***** EXERCISE INPUTS

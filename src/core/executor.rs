//! CN-030: Recipe engine — orchestration of the two-pass protocol.
//!
//! One invocation: validate → Pass 1 in collect mode → if nothing was
//! collected, Pass 1 is the committed run → otherwise pick a transport;
//! inline answers trigger a full Pass 2 re-execution with the answers as
//! the highest-priority scope, a deferral surfaces the reserved exit code.
//! With `--answers` covering every model-dependent step, the collect pass
//! is skipped entirely; an uncovered recipe raises its own round.

use super::answers::{load_answers, suggested_answers_path};
use super::collector::Collector;
use super::config::CocinaConfig;
use super::context::{bind_positionals, check_variables, merge_scopes, StepContext};
use super::parser::validate_recipe;
use super::types::{RecipeDefinition, RecipeResult, TransportResult};
use crate::tools::action::ActionRegistry;
use crate::tools::{execute_step, validate_step};
use crate::transport::{defer, resolve_requests, AskMode};
use indexmap::IndexMap;
use std::collections::HashSet;
use std::path::PathBuf;
use std::time::Instant;

/// Options for one engine invocation, shared by every recipe in a group.
pub struct EngineOptions {
    pub project_root: PathBuf,
    pub config: CocinaConfig,
    pub registry: ActionRegistry,
    pub dry_run: bool,
    pub force: bool,
    pub no_defaults: bool,
    /// Caller variables from `--set` (override positional bindings)
    pub set_vars: IndexMap<String, serde_yaml_ng::Value>,
    pub ask: Option<AskMode>,
    pub answers_file: Option<PathBuf>,
    /// Reject positional tokens beyond the declared indexes
    pub strict_positionals: bool,
}

impl EngineOptions {
    pub fn new(project_root: PathBuf, config: CocinaConfig) -> Self {
        Self {
            project_root,
            config,
            registry: ActionRegistry::with_builtins(),
            dry_run: false,
            force: false,
            no_defaults: false,
            set_vars: IndexMap::new(),
            ask: None,
            answers_file: None,
            strict_positionals: true,
        }
    }
}

/// Outcome of running one recipe through the engine.
#[derive(Debug)]
pub enum EngineOutcome {
    Completed(RecipeResult),
    /// Resolution was deferred; the process should exit with this code
    AnswersPending(i32),
}

/// Run one recipe. `remaining` are the leftover resolver tokens that bind
/// to positional variables.
pub fn run_recipe(
    recipe: &RecipeDefinition,
    remaining: &[String],
    opts: &EngineOptions,
    collector: &mut Collector,
) -> Result<EngineOutcome, String> {
    let errors = validate_recipe(recipe);
    if !errors.is_empty() {
        let messages: Vec<String> = errors.iter().map(|e| e.message.clone()).collect();
        return Err(format!(
            "recipe '{}' is invalid:\n  {}",
            recipe.name,
            messages.join("\n  ")
        ));
    }

    let mut caller = bind_positionals(recipe, remaining, opts.strict_positionals)?;
    for (k, v) in &opts.set_vars {
        caller.insert(k.clone(), v.clone());
    }

    // Resumption: when the loaded answers cover every model-dependent step
    // of this recipe, skip Pass 1 and run once with them, collect off. A
    // recipe whose requests were not part of the answered round falls
    // through to the normal protocol and raises its own round.
    if let Some(ref path) = opts.answers_file {
        let loaded = load_answers(path)?;
        if let Some(answers) = recipe_answers(recipe, &loaded.answers) {
            collector.clear();
            let result = execute_pass(recipe, &caller, &answers, opts, collector)?;
            return Ok(EngineOutcome::Completed(result));
        }
    }

    let no_answers = IndexMap::new();

    // Nothing model-dependent: one plain pass, no collect bookkeeping.
    if !recipe.steps.iter().any(|s| s.spec.is_model_dependent()) {
        collector.clear();
        let result = execute_pass(recipe, &caller, &no_answers, opts, collector)?;
        return Ok(EngineOutcome::Completed(result));
    }

    // Pass 1: collect mode.
    collector.clear();
    collector.enter_collect()?;
    let pass1 = execute_pass(recipe, &caller, &no_answers, opts, collector)?;

    if !pass1.success {
        collector.clear();
        return Ok(EngineOutcome::Completed(pass1));
    }

    if !collector.has_entries() {
        // Nothing model-dependent: Pass 1 was the real execution.
        collector.clear();
        return Ok(EngineOutcome::Completed(pass1));
    }

    // Request ids leave the engine qualified by recipe name so sibling
    // recipes in a group can share one answers file without colliding.
    let mut requests = collector.entries().to_vec();
    collector.clear();
    for request in &mut requests {
        request.id = qualified_id(&recipe.name, &request.id);
    }

    if opts.dry_run {
        // A dry run contacts no transport; preview what would be asked.
        let answers_path = suggested_answers_path(&opts.project_root);
        println!("{}", defer::prompt_document(&requests, &answers_path));
        return Ok(EngineOutcome::Completed(pass1));
    }

    match resolve_requests(&requests, &opts.config, opts.ask, &opts.project_root)? {
        TransportResult::Resolved(resolved) => {
            let answers = recipe_answers(recipe, &resolved).ok_or_else(|| {
                format!(
                    "transport did not answer every request of recipe '{}'",
                    recipe.name
                )
            })?;
            // Pass 2: full re-execution with answers as the highest scope.
            let pass2 = execute_pass(recipe, &caller, &answers, opts, collector)?;
            Ok(EngineOutcome::Completed(pass2))
        }
        TransportResult::Deferred(code) => Ok(EngineOutcome::AnswersPending(code)),
    }
}

/// Qualify a request id by its recipe so an answers file can hold answers
/// for several sibling recipes at once.
fn qualified_id(recipe_name: &str, step_id: &str) -> String {
    format!("{}/{}", recipe_name, step_id)
}

/// Answers covering every model-dependent step of the recipe, keyed by
/// bare step id. Qualified keys win; bare keys are accepted for
/// hand-written files. `None` when any step's answer is absent.
fn recipe_answers(
    recipe: &RecipeDefinition,
    available: &IndexMap<String, String>,
) -> Option<IndexMap<String, String>> {
    let mut answers = IndexMap::new();
    for (i, step) in recipe.steps.iter().enumerate() {
        if !step.spec.is_model_dependent() {
            continue;
        }
        let id = step.id(i);
        let text = available
            .get(&qualified_id(&recipe.name, &id))
            .or_else(|| available.get(&id))?;
        answers.insert(id, text.clone());
    }
    Some(answers)
}

/// Execute every step of one pass, sequentially, aborting the recipe at
/// the first failed step. Hard validation errors are fatal to the whole
/// invocation, not just the recipe.
fn execute_pass(
    recipe: &RecipeDefinition,
    caller: &IndexMap<String, serde_yaml_ng::Value>,
    answers: &IndexMap<String, String>,
    opts: &EngineOptions,
    collector: &mut Collector,
) -> Result<RecipeResult, String> {
    let started = Instant::now();

    // All steps are validated before any executes.
    let mut hard_errors = Vec::new();
    for (i, step) in recipe.steps.iter().enumerate() {
        let v = validate_step(step, i, &opts.registry);
        hard_errors.extend(v.errors);
        for warning in v.warnings {
            eprintln!("warning: {}", warning);
        }
    }
    if !hard_errors.is_empty() {
        return Err(format!(
            "recipe '{}' failed validation:\n  {}",
            recipe.name,
            hard_errors.join("\n  ")
        ));
    }

    let mut ctx = StepContext::new(opts.project_root.clone(), opts.dry_run, opts.force);
    let mut results = Vec::new();
    let mut success = true;
    let mut warned: HashSet<String> = HashSet::new();

    for (i, step) in recipe.steps.iter().enumerate() {
        ctx.variables = merge_scopes(recipe, step, caller, answers, opts.no_defaults);
        for warning in check_variables(recipe, &ctx.variables)? {
            if warned.insert(warning.clone()) {
                eprintln!("warning: {}", warning);
            }
        }

        let result = execute_step(step, i, &ctx, collector, &opts.registry);
        let failed = !result.success;

        if result.success {
            if let Some(ref output) = result.output {
                for key in &step.writes {
                    ctx.shared.insert(key.clone(), output.clone());
                }
            }
        }
        ctx.prior_results.insert(result.name.clone(), result.clone());
        results.push(result);

        if failed {
            success = false;
            break;
        }
    }

    Ok(RecipeResult {
        recipe: recipe.name.clone(),
        success,
        steps: results,
        duration: started.elapsed(),
    })
}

**********

▶ **DIRECTIONS**: Send back an exact copy of only the lines from the line with "let mut ctx" up to and including the line with "caller, answers, opts.no_defaults);" in the data above.

▶ **OUTPUT BELOW**:
    let mut ctx = StepContext::new(opts.project_root.clone(), opts.dry_run, opts.force);
    let mut results = Vec::new();
    let mut success = true;
    let mut warned: HashSet<String> = HashSet::new();

    for (i, step) in recipe.steps.iter().enumerate() {
        ctx.variables = merge_scopes(recipe, step, caller, answers, opts.no_defaults);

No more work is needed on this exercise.